→ Aim of the task
Locate each line below that includes "request" and reproduce it.

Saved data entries
=====
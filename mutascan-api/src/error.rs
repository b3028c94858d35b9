//! Boundary error type.

use mutascan_core::ScanError;
use thiserror::Error;

/// Errors raised while handling a request.
#[derive(Debug, Error)]
pub enum ApiError {
    /// The request body has the wrong shape; the caller can fix it.
    #[error("{0}")]
    Validation(String),

    /// Anything else went wrong while serving the request.
    #[error("{0}")]
    Internal(String),
}

impl ApiError {
    /// HTTP status code for this error.
    pub fn status(&self) -> u16 {
        match self {
            ApiError::Validation(_) => 400,
            ApiError::Internal(_) => 500,
        }
    }
}

impl From<ScanError> for ApiError {
    fn from(e: ScanError) -> Self {
        ApiError::Internal(e.to_string())
    }
}

impl From<serde_json::Error> for ApiError {
    fn from(e: serde_json::Error) -> Self {
        ApiError::Validation(format!("invalid JSON body: {e}"))
    }
}

#[cfg(test)]
mod tests {
    use super::*;

    #[test]
    fn status_codes() {
        assert_eq!(ApiError::Validation("x".into()).status(), 400);
        assert_eq!(ApiError::Internal("x".into()).status(), 500);
    }

    #[test]
    fn scan_error_is_internal() {
        let err: ApiError = ScanError::InvalidInput("run length must be at least 1".into()).into();
        assert!(matches!(err, ApiError::Internal(_)));
        assert_eq!(err.to_string(), "invalid input: run length must be at least 1");
    }

    #[test]
    fn json_error_is_validation() {
        let json_err = serde_json::from_str::<serde_json::Value>("{").unwrap_err();
        let err = ApiError::from(json_err);
        assert!(matches!(err, ApiError::Validation(_)));
        assert!(err.to_string().starts_with("invalid JSON body: "));
    }
}
//! Alphabet definitions for run detection.
//!
//! Each alphabet is a zero-sized marker type that implements [`Alphabet`],
//! defining the set of symbols allowed to form a run.

/// Trait for symbol alphabets.
///
/// Membership is exact-case: a lowercase `a` is not the same symbol as `A`.
pub trait Alphabet: Clone + 'static {
    /// Human-readable name (e.g. "nucleotide").
    const NAME: &'static str;

    /// The set of valid symbols.
    const SYMBOLS: &'static [char];

    /// Check whether a symbol is a member of the alphabet.
    fn is_valid(c: char) -> bool {
        Self::SYMBOLS.contains(&c)
    }
}

/// Unambiguous nucleotide alphabet: `ACGT`.
#[derive(Debug, Clone, Copy, PartialEq, Eq, Hash)]
pub struct NucleotideAlphabet;

impl Alphabet for NucleotideAlphabet {
    const NAME: &'static str = "nucleotide";
    const SYMBOLS: &'static [char] = &['A', 'C', 'G', 'T'];
}

#[cfg(test)]
mod tests {
    use super::*;

    #[test]
    fn accepts_all_bases() {
        for c in "ACGT".chars() {
            assert!(NucleotideAlphabet::is_valid(c), "should accept {}", c);
        }
    }

    #[test]
    fn rejects_lowercase() {
        for c in "acgt".chars() {
            assert!(!NucleotideAlphabet::is_valid(c), "should reject {}", c);
        }
    }

    #[test]
    fn rejects_iupac_ambiguity_codes() {
        for c in "NRYSWKMBDHVU".chars() {
            assert!(!NucleotideAlphabet::is_valid(c));
        }
    }

    #[test]
    fn rejects_non_letters() {
        assert!(!NucleotideAlphabet::is_valid('1'));
        assert!(!NucleotideAlphabet::is_valid(' '));
        assert!(!NucleotideAlphabet::is_valid('-'));
        assert!(!NucleotideAlphabet::is_valid('Å'));
    }
}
=====
→ Response to the task
/// Errors raised while handling a request.
    /// The request body has the wrong shape; the caller can fix it.
    /// Anything else went wrong while serving the request.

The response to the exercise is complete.